Background: Alzheimer's disease (AD) greatly affects the daily functioning and life quality of patients and is prevalent in the elderly population. Amyloid-B (AB) accumulation in the brain is the main hallmark of AD pathophysiology. Positron Emission Tomography (PET) imaging is the most accurate method to identify AB deposits in the brain, but it is expensive and not widely available. This study aims to develop and validate machine learning algorithms for accurately predicting brain amyloid-B (AB) positivity using plasma biomarkers, genetic information, and clinical data as a cost-effective alternative to PET imaging. Methods: We analyzed 1043 patients from the Alzheimer's Disease Neuroimaging Initiative (ADNI) dataset and validated our models on 127 patients from the Center for Neurodegeneration and Translational Neuroscience (CNTN) dataset. Brain AB status was determined using plasma biomarkers (AB42, AB40, Phosphorylated tau (pTau) 181, Neurofilament light chain (NfL)), Apolipoprotein E (APOE) genotype, and clinical information (Mini-Mental State Examination (MMSE), Montreal Cognitive Assessment (MoCA),age, education year, and gender).
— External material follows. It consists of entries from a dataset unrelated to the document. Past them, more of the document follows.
/// Control-plane messages a `SocketHandle` can send its handler. Folded into
/// one channel rather than one per verb, the way the teacher's connection
/// handle multiplexes its own control signals over a single `mpsc::Sender`.
enum HandlerCommand {
    Close,
    EnableUplink,
    DisableUplink,
}

/// A lightweight, cloneable reference to a running handler: lets the owning
/// Stream request `Close` and read a couple of accessors without needing to
/// be on the same task as the handler itself.
#[derive(Clone)]
pub struct SocketHandle {
    addr: SocketAddr,
    stream_name: Arc<str>,
    last_activity_ms: Arc<AtomicU64>,
    control_tx: mpsc::Sender<HandlerCommand>,
}

impl SocketHandle {
    pub fn address(&self) -> SocketAddr {
        self.addr
    }

    pub fn ip_stack(&self) -> xrdcl_proto::socket::IpStack {
        xrdcl_proto::socket::IpStack::classify(&self.addr)
    }

    pub fn ip_addr(&self) -> String {
        self.addr.ip().to_string()
    }

    pub fn stream_name(&self) -> &str {
        &self.stream_name
    }

    /// Time since connection start at which the handler last observed
    /// progress. Monotonically non-decreasing across the connection's life.
    pub fn last_activity(&self) -> Duration {
        Duration::from_millis(self.last_activity_ms.load(Ordering::Relaxed))
    }

    /// Idempotent; cancels outstanding timers, deregisters from the socket,
    /// closes it, and transitions the handler to `Closed`. After this
    /// resolves, no further callbacks are delivered, regardless of which
    /// phase the connection was in when `close` was called.
    pub async fn close(&self) {
        let _ = self.control_tx.send(HandlerCommand::Close).await;
    }

    /// Request write-readiness delivery for this socket: once `Ready`, the
    /// handler asks the Stream for its next outbound message via
    /// `on_ready_to_write` if nothing is currently installed. Use this to
    /// wake the handler back up after `on_ready_to_write` returned `None`
    /// and new outbound data has since become available.
    pub async fn enable_uplink(&self) {
        let _ = self.control_tx.send(HandlerCommand::EnableUplink).await;
    }

    /// Request the handler stop asking for outbound messages once the
    /// current one (if any) has drained, until `enable_uplink` is called
    /// again.
    pub async fn disable_uplink(&self) {
        let _ = self.control_tx.send(HandlerCommand::DisableUplink).await;
    }
}
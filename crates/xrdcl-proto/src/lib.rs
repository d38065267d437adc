//! Protocol-agnostic contracts for the XRootD client socket core:
//! the status vocabulary, message envelope, handshake carrier, the
//! `TransportHandler`/`MessageFramer` seam protocol implementations plug
//! into, and the non-blocking `Socket` contract.

pub mod handshake;
pub mod message;
pub mod socket;
pub mod status;
pub mod transport;

pub use handshake::{HandShakeData, HandShakeStep};
pub use message::Message;
pub use socket::{IoDirection, IpStack, Socket, TlsHandshakeStep};
pub use status::XrdStatus;
pub use transport::{MessageFramer, TransportHandler};
//! Opaque framed protocol traffic.
//!
//! The handler never inspects a `Message`'s payload except through the two
//! narrow seams the transport exposes: `TransportHandler::is_wait_response`
//! during handshake, and header-corruption detection inside the framer.

use bytes::Bytes;

/// A single framed unit of XRootD wire traffic — a handshake frame or a
/// fully-assembled protocol message, depending on which reader produced it.
#[derive(Debug, Clone)]
pub struct Message {
    /// Sub-stream this message belongs to, echoed back from the header the
    /// transport parsed; 0 for the control stream.
    pub sub_stream: u16,
    /// Raw payload, already stripped of framing (length prefix, etc).
    pub payload: Bytes,
}

impl Message {
    pub fn new(sub_stream: u16, payload: Bytes) -> Self {
        Self { sub_stream, payload }
    }

    pub fn len(&self) -> usize {
        self.payload.len()
    }

    pub fn is_empty(&self) -> bool {
        self.payload.is_empty()
    }
}
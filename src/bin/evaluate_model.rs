//! Evaluate pre-scored validation leads against the standard and CPL baselines
//!
//! Prints the per-lead-score breakdown and the perfect-prediction bound, and
//! optionally runs the production gate.

use anyhow::{Context, Result};
use clap::Parser;
use lead_viability::comparison::{best_case_range, calculate_best_case};
use lead_viability::residuals::{CsvModelRouter, CsvRevenueSource};
use lead_viability::validation::{load_validation_set, TargetColumns};
use lead_viability::{
    EvaluationRequest, EvaluatorConfig, LeadScoreRange, ModelEvaluator, ModelKind, ProductionGate,
};
use std::fs::File;
use std::io::BufWriter;
use std::path::PathBuf;
use std::time::Instant;

#[derive(Parser, Debug)]
#[command(about = "Evaluate lead-scoring predictions against standard and CPL routing")]
struct Args {
    /// Validation CSV: LEAD_SCORE, features, label and CPL revenue columns
    #[arg(long)]
    validation: PathBuf,

    /// Scored export with PREDICTION and optional MIN_PREDICTION, row-aligned
    #[arg(long)]
    scores: PathBuf,

    /// classifier or regressor
    #[arg(long, default_value = "regressor")]
    kind: ModelKind,

    #[arg(long, default_value = "standard")]
    segment: String,

    #[arg(long, default_value_t = 8)]
    min_lead_score: i32,

    #[arg(long, default_value_t = 10)]
    max_lead_score: i32,

    #[arg(long, default_value = "ys")]
    label_column: String,

    #[arg(long, default_value = "ys_cpl")]
    cpl_column: String,

    /// Dollar revenue file (`ys` column), required for classifiers
    #[arg(long)]
    revenue: Option<PathBuf>,

    #[arg(long, default_value = "ys")]
    revenue_column: String,

    /// JSON configuration file
    #[arg(long)]
    config: Option<PathBuf>,

    /// Write the evaluation result as JSON
    #[arg(long)]
    output: Option<PathBuf>,

    /// Run the production gate after evaluating
    #[arg(long)]
    gate: bool,

    /// Reference rev per opp for the gate (overrides the config file)
    #[arg(long)]
    reference: Option<f64>,
}

fn main() -> Result<()> {
    env_logger::init();
    let args = Args::parse();
    let start = Instant::now();

    let config = EvaluatorConfig::load_or_default(args.config.as_deref()).context("Failed to load config")?;

    let targets = TargetColumns {
        label: args.label_column.clone(),
        cpl_revenue: args.cpl_column.clone(),
    };
    let data = load_validation_set(&args.validation, &targets)
        .with_context(|| format!("Failed to load {}", args.validation.display()))?;
    println!("Loaded {} validation rows in {:?}", data.len(), start.elapsed());

    let router = CsvModelRouter::from_path(&args.scores)
        .with_context(|| format!("Failed to load {}", args.scores.display()))?;
    let mut evaluator = ModelEvaluator::new(Box::new(router)).with_settings(config.comparison_settings());
    if let Some(path) = &args.revenue {
        evaluator = evaluator.with_revenue_source(Box::new(
            CsvRevenueSource::new(path).with_column(args.revenue_column.clone()),
        ));
    }

    let request = EvaluationRequest {
        segment: args.segment.clone(),
        min_prediction: None,
        lead_scores: LeadScoreRange::new(args.min_lead_score, args.max_lead_score)?,
        kind: args.kind,
    };

    let table = evaluator.analysis_table(&data, None, &request)?;
    let result = evaluator.evaluate_table(&table, None, request.lead_scores)?;

    println!("\n=== {} {} evaluation ===", args.segment, args.kind);
    println!(
        "{:<6} {:>6} {:>7} {:>9} {:>10} {:>10} {:>10} {:>10} {:>10}",
        "Score", "Opps", "Worked", "Filtered", "Bart/Opp", "Std/Opp", "vs Std", "CPL/Opp", "vs CPL"
    );
    for (lead_score, standard) in &result.lead_scores.standard {
        let cpl = &result.lead_scores.cpl[lead_score];
        println!(
            "{:<6} {:>6} {:>7} {:>8.1}% {:>10.2} {:>10.2} {:>10.2} {:>10.2} {:>10.2}",
            lead_score,
            standard.num_opps,
            standard.worked,
            standard.pct_filtered_out * 100.0,
            standard.bart_rev_per_opp,
            standard.baseline_rev_per_opp,
            standard.rev_per_opp_improvement,
            cpl.baseline_rev_per_opp,
            cpl.rev_per_opp_improvement,
        );
    }
    println!("Net vs standard: {:.2}", result.net_vs_standard);
    println!("Net vs CPL:      {:.2}", result.net_vs_cpl);
    if args.kind == ModelKind::Regressor {
        println!("Mean absolute error: {:.2}", table.mean_absolute_error());
    }

    println!("\n=== Best case (perfect prediction) ===");
    println!("{:<6} {:>6} {:>12} {:>12}", "Score", "Opps", "Perfect/Opp", "CPL/Opp");
    for (lead_score, best) in calculate_best_case(&table, best_case_range()) {
        println!(
            "{:<6} {:>6} {:>12.2} {:>12.2}",
            lead_score, best.num_opps, best.perfect_rev_per_opp, best.baseline_rev_per_opp
        );
    }

    if let Some(path) = &args.output {
        let writer = BufWriter::new(File::create(path).context("Failed to create output file")?);
        serde_json::to_writer_pretty(writer, &result)?;
        println!("\nResult written to {}", path.display());
    }

    if args.gate {
        let mut gate = ProductionGate::new(config.gate.clone());
        if let Some(reference) = args.reference {
            gate = gate.with_reference(reference);
        }
        println!("\n=== Production gate ===");
        gate.check_table(&evaluator, &table)?;
    }

    println!("\nTotal time: {:?}", start.elapsed());
    Ok(())
}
Decision tree, random forest, support vector machine and multilayer perceptron (MLP) machine learning methods were used to combine all this information. We introduced a feature selection method to balance the performance and the number of features. We conducted a feature matching technique to enable our model to be tested on the external dataset without retraining.Our system achieved a value of 0.95 for the Area Under the ROC curve (AUC) using the ADNI dataset (n=340) and the full set of 11 features. Our architecture was also tested on an external dataset (CNTN, n=127) and achieved an AUC of 0.90. When using only five features (pTau 181, AB42/40, AB42, APOE E4 count, and MMSE) on 341 ADNI patients, we achieved an AUC of 0.87 with the MLP method.The random forest, support vector machine and multilayer perceptron methods can accurately predict brain AB status using plasma biomarkers, genotype, and clinical information. The method generalizes well to an independent dataset and can be reduced to using only five features without losing much accuracy, thus providing an inexpensive alternative to PET imaging.